Very nice review of “Fifteen Men” from Willard Manus of TotalTheater.com!
Review of “Fifteen Men in a Smoke-Filled Room” by Willard Manus (TotalTheater.com)
Warren G. Harding becomes a sympathetic figure in Fifteen Men in a Smoke-Filled Room, Colin Speer Crowley’s political drama, which is now running at Theatre 40, directed by Jules Aaron. Although history has always treated Harding cruelly, owing to the scandals that marred his term as 29th president, Crowley believes that he was essentially a decent, honest chap who was betrayed by his closest friends and confidants. Not only that, he didn’t even want to be president, preferring instead to run off with his mistress and put the world of politics far behind him.
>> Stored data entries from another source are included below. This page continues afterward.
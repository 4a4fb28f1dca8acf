#![allow(missing_docs)]
//! Provider Routing and Resilience
//!
//! Maps logical models to the providers that serve them, ranks providers per
//! request from priority and live health, and guards every provider behind its
//! own circuit breaker.
//!
//! # Architecture
//!
//! ```text
//! +--------------------+
//! |   ProviderRouter   |  <-- Entry point: plan, failover, breaker admin
//! +---------+----------+
//!           |
//!           v
//! +--------------------+      +------------------+
//! |  ProviderSelector  | ---> |  RouterMetrics   |
//! |  plan + failover   |      +------------------+
//! +----+----------+----+               ^
//!      |          |                    | BreakerObserver
//!      v          v                    |
//! +---------+ +--------------------+   |    +---------------+
//! |Registry | | CircuitBreakerBank | --+--> | BreakerMirror | --> shared store
//! +---------+ +--------------------+        +---------------+
//! ```
//!
//! # Design Principles
//!
//! 1. **Demote, never drop**: OPEN providers go to the end of a plan, and a
//!    total outage still gets one last-resort call
//! 2. **Per-provider isolation**: one lock per breaker, no bank-wide lock
//! 3. **No I/O in the core**: provider calls belong to the caller's `execute_fn`
//! 4. **Best-effort sharing**: the shared store is an optimisation, never a dependency

pub mod breaker;
pub mod clock;
pub mod error;
pub mod failover;
pub mod health;
pub mod metrics;
pub mod registry;
pub mod router;
pub mod selector;
pub mod store;

#[cfg(test)]
pub mod test_utils;

pub use breaker::{
    BreakerConfig, BreakerObserver, BreakerPhase, BreakerSnapshot, BreakerTransition,
    CircuitBreakerBank, ProviderBreaker,
};
pub use clock::{system_clock, Clock, ManualClock, SharedClock, SystemClock};
pub use error::RoutingError;
pub use failover::{AttemptOutcome, AttemptRecord, FailoverResult};
pub use health::{HealthSnapshot, HealthStatsTracker, ProviderHealthStats};
pub use metrics::{RouterMetrics, RouterMetricsSummary};
pub use registry::{
    CapabilityRequirements, LogicalModel, Modality, ModelRegistry, ProviderCapabilities,
    ProviderConfig, RegistrySnapshot,
};
pub use router::{BoxedCall, ProviderRouter, ProviderRouterBuilder};
pub use selector::{PlanRequest, ProviderAttempt, ProviderSelector, SelectorConfig};
pub use store::{
    BreakerMirror, BreakerStateStore, FileStateStore, InMemoryStateStore, SharedBreakerState, StoreError,
};
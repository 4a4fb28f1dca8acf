//! Failover Driver
//!
//! Walks a plan, calling a caller-supplied `execute_fn` per attempt and
//! stopping at the first success.
//!
//! Per attempt:
//! - breaker denies: recorded as [`AttemptOutcome::SkippedCircuitOpen`],
//!   never fed into `record_failure`
//! - call returns `Ok`: `record_success`, run ends
//! - call returns `Err`: `record_failure`, next attempt
//! - caller cancels mid-call: the call is dropped, `record_failure`, run ends
//! - caller drops the whole run mid-call: an in-flight guard records the
//!   failure on drop
//!
//! If every examined attempt was skipped, the best-ranked one is called
//! anyway so a total outage is still attempted once. That call bypassed
//! `allow`, so its outcome counts toward totals and the rate window but never
//! moves the breaker phase or takes the HALF_OPEN probe slot.
//!
//! No engine lock is held across the `execute_fn` await.

use std::future::Future;
use std::time::{Duration, Instant};

use tokio_util::sync::CancellationToken;
use tracing::Instrument;
use uuid::Uuid;

use super::clock::SharedClock;
use super::error::RoutingError;
use super::selector::{PlanRequest, ProviderAttempt, ProviderSelector};

// ============================================================================
// Outcomes
// ============================================================================

/// What happened to one examined attempt
#[derive(Clone, Debug, PartialEq, Eq)]
pub enum AttemptOutcome<E> {
    /// The provider returned a response
    Succeeded,

    /// The provider returned an error
    Failed(E),

    /// The breaker denied the call; the provider was never asked
    SkippedCircuitOpen,

    /// The caller cancelled while this call was in flight
    Cancelled,
}

impl<E> AttemptOutcome<E> {
    /// Whether `execute_fn` was invoked for this attempt
    pub fn was_called(&self) -> bool {
        !matches!(self, Self::SkippedCircuitOpen)
    }

    pub fn error(&self) -> Option<&E> {
        match self {
            Self::Failed(e) => Some(e),
            _ => None,
        }
    }

    fn ends_run(&self) -> bool {
        matches!(self, Self::Succeeded | Self::Cancelled)
    }

    pub fn kind(&self) -> &'static str {
        match self {
            Self::Succeeded => "succeeded",
            Self::Failed(_) => "failed",
            Self::SkippedCircuitOpen => "skipped_circuit_open",
            Self::Cancelled => "cancelled",
        }
    }
}

/// One examined attempt and its outcome
#[derive(Clone, Debug, PartialEq)]
pub struct AttemptRecord<E> {
    pub provider: String,
    pub provider_model_id: String,
    pub rank: usize,
    pub outcome: AttemptOutcome<E>,
    /// Call duration, `None` when skipped
    pub latency: Option<Duration>,
    /// Made with every breaker open, bypassing `allow`
    pub last_resort: bool,
}

/// Aggregated result of one failover run
#[derive(Debug)]
pub struct FailoverResult<T, E> {
    /// Correlates log lines for this run
    pub run_id: Uuid,
    pub model_id: String,
    pub success: bool,
    pub response: Option<T>,
    pub provider_used: Option<String>,
    /// Calls actually made (skips excluded)
    pub attempts_tried: usize,
    /// Every examined attempt, in order
    pub attempts: Vec<AttemptRecord<E>>,
    pub cancelled: bool,
}

impl<T, E> FailoverResult<T, E> {
    fn new(run_id: Uuid, model_id: String) -> Self {
        Self {
            run_id,
            model_id,
            success: false,
            response: None,
            provider_used: None,
            attempts_tried: 0,
            attempts: Vec::new(),
            cancelled: false,
        }
    }

    /// Every provider error, paired with the provider that returned it
    pub fn errors(&self) -> Vec<(&str, &E)> {
        self.attempts
            .iter()
            .filter_map(|a| a.outcome.error().map(|e| (a.provider.as_str(), e)))
            .collect()
    }

    pub fn last_error(&self) -> Option<&E> {
        self.attempts.iter().rev().find_map(|a| a.outcome.error())
    }

    /// Attempts skipped by an open breaker
    pub fn skipped(&self) -> usize {
        self.attempts
            .iter()
            .filter(|a| !a.outcome.was_called())
            .count()
    }

    /// Whether every planned attempt was denied by its breaker
    pub fn all_circuit_broken(&self) -> bool {
        let mut planned = self.attempts.iter().filter(|a| !a.last_resort).peekable();
        planned.peek().is_some() && planned.all(|a| !a.outcome.was_called())
    }

    /// One-line description suitable for a user-facing message
    pub fn summary(&self) -> String {
        if self.success {
            let provider = self.provider_used.as_deref().unwrap_or("unknown");
            return format!(
                "succeeded via {provider} after {} provider{} attempted",
                self.attempts_tried,
                plural(self.attempts_tried)
            );
        }
        if self.cancelled {
            return format!(
                "cancelled after {} provider{} attempted",
                self.attempts_tried,
                plural(self.attempts_tried)
            );
        }
        if self.all_circuit_broken() {
            return match self.attempts.iter().find(|a| a.last_resort) {
                Some(last) => format!(
                    "all providers currently circuit-broken; last-resort call to {} failed",
                    last.provider
                ),
                None => "all providers currently circuit-broken".to_string(),
            };
        }
        let skipped = self.skipped();
        let mut summary = format!(
            "{} provider{} attempted, all failed",
            self.attempts_tried,
            plural(self.attempts_tried)
        );
        if skipped > 0 {
            summary.push_str(&format!(" ({skipped} skipped with open circuit)"));
        }
        summary
    }

    /// Take the response, if any
    pub fn into_response(self) -> Option<T> {
        self.response
    }
}

fn plural(n: usize) -> &'static str {
    if n == 1 {
        ""
    } else {
        "s"
    }
}

// ============================================================================
// Driver
// ============================================================================

impl ProviderSelector {
    /// Plan `model_id` and try attempts in order until one succeeds
    ///
    /// `max_retries` bounds how many planned attempts are examined, skipped
    /// ones included; values below 1 count as 1. Only a planning failure is
    /// returned as `Err`; provider errors are collected in the result.
    pub async fn execute_with_failover<T, E, F, Fut>(
        &self,
        model_id: &str,
        execute_fn: F,
        max_retries: usize,
    ) -> Result<FailoverResult<T, E>, RoutingError>
    where
        F: FnMut(&str, &str) -> Fut,
        Fut: Future<Output = Result<T, E>>,
    {
        self.execute_request_with_failover(&PlanRequest::new(model_id), execute_fn, max_retries, None)
            .await
    }

    /// [`execute_with_failover`](Self::execute_with_failover), stopping when
    /// `cancel` fires
    pub async fn execute_with_failover_cancellable<T, E, F, Fut>(
        &self,
        model_id: &str,
        execute_fn: F,
        max_retries: usize,
        cancel: &CancellationToken,
    ) -> Result<FailoverResult<T, E>, RoutingError>
    where
        F: FnMut(&str, &str) -> Fut,
        Fut: Future<Output = Result<T, E>>,
    {
        self.execute_request_with_failover(
            &PlanRequest::new(model_id),
            execute_fn,
            max_retries,
            Some(cancel),
        )
        .await
    }

    /// Failover for a full plan request (preference and requirements)
    pub async fn execute_request_with_failover<T, E, F, Fut>(
        &self,
        request: &PlanRequest,
        execute_fn: F,
        max_retries: usize,
        cancel: Option<&CancellationToken>,
    ) -> Result<FailoverResult<T, E>, RoutingError>
    where
        F: FnMut(&str, &str) -> Fut,
        Fut: Future<Output = Result<T, E>>,
    {
        let plan = self.plan_request(request)?;
        let run_id = Uuid::new_v4();
        let span = tracing::info_span!("failover", run_id = %run_id, model = %request.model_id);

        Ok(self
            .run_plan(run_id, request.model_id.clone(), plan, execute_fn, max_retries, cancel)
            .instrument(span)
            .await)
    }

    async fn run_plan<T, E, F, Fut>(
        &self,
        run_id: Uuid,
        model_id: String,
        plan: Vec<ProviderAttempt>,
        mut execute_fn: F,
        max_retries: usize,
        cancel: Option<&CancellationToken>,
    ) -> FailoverResult<T, E>
    where
        F: FnMut(&str, &str) -> Fut,
        Fut: Future<Output = Result<T, E>>,
    {
        self.metrics.failover_runs.inc();
        let mut result = FailoverResult::new(run_id, model_id);
        let examined: Vec<ProviderAttempt> = plan.into_iter().take(max_retries.max(1)).collect();
        let mut previous: Option<&str> = None;

        for attempt in &examined {
            if cancel.is_some_and(CancellationToken::is_cancelled) {
                result.cancelled = true;
                break;
            }
            if let Some(prev) = previous {
                self.metrics.record_fallback(prev, &attempt.provider);
            }
            previous = Some(&attempt.provider);

            if !self.breakers.allow(&attempt.provider) {
                tracing::debug!(provider = %attempt.provider, "Circuit open, skipping provider");
                result.attempts.push(AttemptRecord {
                    provider: attempt.provider.clone(),
                    provider_model_id: attempt.provider_model_id.clone(),
                    rank: attempt.rank,
                    outcome: AttemptOutcome::SkippedCircuitOpen,
                    latency: None,
                    last_resort: false,
                });
                continue;
            }

            if self.dispatch(attempt, &mut execute_fn, cancel, false, &mut result).await {
                break;
            }
        }

        let nothing_called = result.attempts_tried == 0 && !result.cancelled;
        if nothing_called {
            if let Some(best) = examined.first() {
                tracing::warn!(
                    provider = %best.provider,
                    "Every circuit open, making last-resort call"
                );
                self.metrics.last_resort_calls.inc();
                self.dispatch(best, &mut execute_fn, cancel, true, &mut result).await;
            }
        }

        if result.cancelled {
            self.metrics.cancellations.inc();
            tracing::info!(attempts = result.attempts_tried, "Failover cancelled by caller");
        } else if result.success {
            self.metrics.failover_successes.inc();
        } else {
            tracing::warn!(
                attempts = result.attempts_tried,
                skipped = result.skipped(),
                "{}",
                result.summary()
            );
        }

        result
    }

    /// Call one attempt and record its outcome; returns whether the run is over
    async fn dispatch<T, E, F, Fut>(
        &self,
        attempt: &ProviderAttempt,
        execute_fn: &mut F,
        cancel: Option<&CancellationToken>,
        last_resort: bool,
        result: &mut FailoverResult<T, E>,
    ) -> bool
    where
        F: FnMut(&str, &str) -> Fut,
        Fut: Future<Output = Result<T, E>>,
    {
        let mut in_flight = InFlightGuard::new(self, &attempt.provider, last_resort);
        let call = execute_fn(&attempt.provider, &attempt.provider_model_id);

        // None: cancelled while in flight, the call future is dropped
        let response = match cancel {
            Some(token) => tokio::select! {
                biased;
                () = token.cancelled() => None,
                r = call => Some(r),
            },
            None => Some(call.await),
        };

        let success = matches!(response, Some(Ok(_)));
        let latency = in_flight.complete(success);
        result.attempts_tried += 1;
        let provider = attempt.provider.as_str();

        let outcome = match response {
            Some(Ok(response)) => {
                result.success = true;
                result.response = Some(response);
                result.provider_used = Some(provider.to_string());
                tracing::debug!(provider, latency_ms = latency.as_millis() as u64, "Provider call succeeded");
                AttemptOutcome::Succeeded
            }
            Some(Err(error)) => {
                tracing::debug!(provider, "Provider call failed");
                AttemptOutcome::Failed(error)
            }
            None => {
                result.cancelled = true;
                AttemptOutcome::Cancelled
            }
        };

        let done = outcome.ends_run();
        result.attempts.push(AttemptRecord {
            provider: attempt.provider.clone(),
            provider_model_id: attempt.provider_model_id.clone(),
            rank: attempt.rank,
            outcome,
            latency: Some(latency),
            last_resort,
        });
        done
    }

    /// Feed one call outcome into breaker, health and metrics
    fn record_outcome(&self, provider: &str, success: bool, latency: Duration, last_resort: bool) {
        match (last_resort, success) {
            (true, _) => self.breakers.record_bypass(provider, success),
            (false, true) => self.breakers.record_success(provider),
            (false, false) => self.breakers.record_failure(provider),
        }
        self.health.record(provider, success, latency);
        self.metrics.record_call(provider, success, latency);
    }
}

/// Records a failure for a call that is dropped before it completes
///
/// Dropping the failover future mid-call (client disconnect, handler
/// timeout) drops this guard with the call still outstanding.
struct InFlightGuard<'a> {
    selector: &'a ProviderSelector,
    provider: &'a str,
    last_resort: bool,
    clock: SharedClock,
    started: Instant,
    armed: bool,
}

impl<'a> InFlightGuard<'a> {
    fn new(selector: &'a ProviderSelector, provider: &'a str, last_resort: bool) -> Self {
        let clock = selector.breakers.clock();
        let started = clock.now();
        Self {
            selector,
            provider,
            last_resort,
            clock,
            started,
            armed: true,
        }
    }

    fn elapsed(&self) -> Duration {
        self.clock.now().saturating_duration_since(self.started)
    }

    /// Record the outcome and disarm; returns the call latency
    fn complete(&mut self, success: bool) -> Duration {
        let latency = self.elapsed();
        self.armed = false;
        self.selector
            .record_outcome(self.provider, success, latency, self.last_resort);
        latency
    }
}

impl Drop for InFlightGuard<'_> {
    fn drop(&mut self) {
        if !self.armed {
            return;
        }
        tracing::warn!(
            provider = %self.provider,
            "Failover dropped with a provider call in flight, recording failure"
        );
        self.selector
            .record_outcome(self.provider, false, self.elapsed(), self.last_resort);
        self.selector.metrics.cancellations.inc();
    }
}

// ============================================================================
// Tests
// ============================================================================
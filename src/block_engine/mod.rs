//! Bundle construction and relay submission.

pub mod bundle;
pub mod jito;

pub use bundle::{build_bundles, BundleGroup, WalletJob};
pub use jito::{send_bundles, BundleResult};
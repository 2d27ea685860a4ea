//! # Solana Bonk Bundler
//!
//! Multi-wallet swap execution for BonkFun launchpad tokens, with automatic
//! venue resolution and Jito-style bundle submission.
//!
//! ## Architecture
//!
//! - `dex`: venue integrations (the BonkFun bonding curve and the Raydium
//!   CPMM pool a token migrates to), with pricing and instruction encoding
//! - `engine`: batch orchestration (sell-all, buy-all, delayed sells,
//!   consolidation into the main wallet)
//! - `block_engine`: bundle construction and relay submission
//! - `common`: configuration, caching, wallets, logging, and errors
//!
//! ## Safety
//!
//! This software moves real funds and carries significant financial risk.
//! Always test thoroughly on devnet before mainnet deployment.

pub mod block_engine;
pub mod common;
pub mod dex;
pub mod engine;

// Re-export commonly used types
pub use common::config::Config;
pub use common::error::SwapError;
pub use engine::SwapEngine;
Fifteen Men is set in June 1920, in a Chicago hotel room during the Republican convention. Harding (David Hunt Stafford), an Ohio Senator, seems to have little chance of winning his party’s nomination for president. But his big, boisterous campaign manager Harry M. Daugherty (John Combs) believes that they can pull off an upset. A shrewd, ruthless political operative, he knows how to guy the system and come out on top.
Opposing him is Florence Kling Harding (Roslyn Cohn), Harding’s cold, sharp-tongued wife. Although she and Harding are no longer close, she still cares about his well-being. A fanatical believer in astrology, she has read the stars and divined his future: “If you win the nomination and become president, you will die in office. That is your fate,” she tells him. “You cannot escape it.”
Daugherty scoffs at that and tells Harding to ignore her and focus on winning his party’s nomination, pointing to all the glorious things they will do for America should he become its next president. The reluctant Harding agrees to stay in the race, largely because his mistress Nan Britton (Sarah Walker) urges him to obey Daugherty. Smitten with love, she truly believes that Harding is a great man, someone who will leave his mark on history.
It’s at this point that playwright Crowley pulls a trick out of his sleeve. His play makes a sudden jump in time, via a radio broadcast in which the announcer (Roger K. Weiss) reports on Harding’s first two years in the White House. That’s when two of his appointees, Albert B. Fall (interior) and Harry Daugherty (attorney general) became involved in the Teapot Dome scandal. The disillusioned Harding was so shocked by their corrupt behavior that he considered resigning the presidency and returning to civilian life (where he’d play his beloved cornet and dally with his mistress). However, Nan once again begged him to stay the course and keep running the country. It was not long after that, August 2, 1923, that Harding died of a stroke in a San Francisco hotel.
Fifteen Men is certainly relevant to our times—once again widespread corruption is undermining our democracy—but the play is more of a character study than a political expose. Its portrait of Harding as a hapless, tragic figure is maybe too much of a whitewash—as a senator Harding opposed the League of Nations and voted for anti-strike legislation—but Crowley does succeed in making us feel sorry for this flawed, not-too-bright human being. Fifteen Men is skillfully acted (the cast also includes Kevin Dulude doubling as a newspaper publisher and a hotel waiter). It is also crisply directed by Jules Aaron…and looks historically accurate, thanks to Jeff G. Rack’s sumptuous, detailed set.